I’ve been thinking about a number of interesting angles that these events have brought into focus as our society tries to generate a positive response. I invite any readers of the blog or any members of the CRCL community to add their thoughts, either in comments or in their own posts. One issue, surely, is to cultivate empathy through the recognition that the feelings of fear and anger and sorrow experienced within our community are also experienced around the world on a daily basis. Obviously the harms within our immediate community will resonate more strongly than those far away—but this can prompt reflection about the pains experienced by others, and to think about the connections between domestic and international security.
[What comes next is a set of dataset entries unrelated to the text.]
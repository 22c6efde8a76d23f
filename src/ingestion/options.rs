//! Loader configuration.

use std::fmt;
use std::sync::Arc;

use serde::{Deserialize, Serialize};

use super::observability::{IngestionObserver, IngestionSeverity};

/// What to do when a data row is missing a column the schema is bound to.
#[derive(Debug, Clone, Copy, PartialEq, Eq, Default, Serialize, Deserialize)]
#[serde(rename_all = "snake_case")]
pub enum MissingFieldPolicy {
    /// Abort the parse with [`crate::IngestionError::ColumnCountMismatch`].
    #[default]
    Throw,
    /// Use the field's declared default (or null) and record a warning.
    SetDefault,
    /// Leave the field null and record a warning.
    Ignore,
}

/// Options controlling how delimited text is parsed into a store.
///
/// Use [`Default`] for common cases. Numbers are always parsed locale-invariantly (`.` as the
/// decimal point, no grouping separators).
#[derive(Clone, Serialize, Deserialize)]
#[serde(default)]
pub struct LoaderOptions {
    /// Field delimiter.
    pub delimiter: char,
    /// Quote character.
    pub quote: char,
    /// First retained line is a header.
    pub has_header: bool,
    /// Trim surrounding whitespace from header names and unquoted fields.
    pub trim_fields: bool,
    /// Skip lines that are empty after trimming.
    pub ignore_empty_lines: bool,
    /// Lines whose trimmed text starts with this prefix are skipped entirely.
    pub comment_prefix: Option<String>,
    /// Behavior when a bound column is missing from a data row.
    pub missing_field_policy: MissingFieldPolicy,
    /// Treat any data row whose field count differs from the header (or schema, without a
    /// header) as a column-count mismatch.
    pub strict_column_count: bool,
    /// Keep source columns no schema field is bound to, addressable by ordinal.
    pub retain_extra_columns: bool,
    /// Optional observer for logging/alerts.
    #[serde(skip)]
    pub observer: Option<Arc<dyn IngestionObserver>>,
    /// Severity threshold at which `on_alert` is invoked.
    pub alert_at_or_above: IngestionSeverity,
}

impl fmt::Debug for LoaderOptions {
    fn fmt(&self, f: &mut fmt::Formatter<'_>) -> fmt::Result {
        f.debug_struct("LoaderOptions")
            .field("delimiter", &self.delimiter)
            .field("quote", &self.quote)
            .field("has_header", &self.has_header)
            .field("trim_fields", &self.trim_fields)
            .field("ignore_empty_lines", &self.ignore_empty_lines)
            .field("comment_prefix", &self.comment_prefix)
            .field("missing_field_policy", &self.missing_field_policy)
            .field("strict_column_count", &self.strict_column_count)
            .field("retain_extra_columns", &self.retain_extra_columns)
            .field("observer_set", &self.observer.is_some())
            .field("alert_at_or_above", &self.alert_at_or_above)
            .finish()
    }
}

impl Default for LoaderOptions {
    fn default() -> Self {
        Self {
            delimiter: ',',
            quote: '"',
            has_header: true,
            trim_fields: true,
            ignore_empty_lines: true,
            comment_prefix: Some("#".to_string()),
            missing_field_policy: MissingFieldPolicy::Throw,
            strict_column_count: false,
            retain_extra_columns: true,
            observer: None,
            alert_at_or_above: IngestionSeverity::Critical,
        }
    }
}

impl LoaderOptions {
    /// Read options from a JSON document; unspecified keys keep their defaults.
    pub fn from_json_str(input: &str) -> serde_json::Result<Self> {
        serde_json::from_str(input)
    }

    /// Whether `line` should be skipped as a comment or blank line.
    pub(crate) fn skips(&self, line: &str) -> bool {
        let trimmed = line.trim();
        if self.ignore_empty_lines && trimmed.is_empty() {
            return true;
        }
        match self.comment_prefix.as_deref() {
            Some(prefix) if !prefix.is_empty() => trimmed.starts_with(prefix),
            _ => false,
        }
    }
}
Surveillance is another issue that will surely need to be addressed in the coming weeks; some will, no doubt, call for more widespread surveillance as a way to more easily and quickly identify people of interest, while others may argue against granting greater surveillance powers to the state. It’s unclear to me what the full implications of either of these positions are. As creeped out by surveillance as I am (and trust me, I’ve spent way too much time reading or watching dystopian sci-fi stories to be anything but creeped out), the people-powered (rather than government-led) response, as seen on Reddit, hardly inspires confidence. The alternative to state surveillance may more closely resemble vigilantism than actual protection of personal liberties. For those of us who are interested in protecting civil liberties in today’s wired and decentralized world, it is probably more valuable to find ways of doing so within the likely scenarios of greater surveillance, rather than just pushing back against surveillance in the first place.
The notion that Tsarnaev should be detained as an enemy combatant has been criticized extensively elsewhere, and I don’t want to lend any additional space to bizarre conservative posturing.
But then there’s the issue of the public safety exception and Miranda. The exception allows for questioning before hearing Miranda rights in the face of a threat to public safety. To the extent that there may be additional explosive devices in the Boston area, this would probably fall within the exception. But, as Emily Bazelon writes, the DOJ has a policy of continuing unwarned questioning beyond the immediate confines of the public safety exception when the FBI and DOJ deem this necessary. And it looks like this policy may be followed in this instance. If the public safety exception is being stretched, this seems problematic. The threat to the public here is, thankfully, resolved. As the legal mechanisms kick in now, our job as individuals concerned with the civil rights protected by the Constitution should be to protect Tsarnaev’s fair trial rights. We don’t know exactly what the motivations of the bombers were, but part of maintaining our resilience in the face of this kind of attack is not deforming our legal system in the name of vengeance. That is no way to honor those who put themselves at risk as first responders and as public safety officials.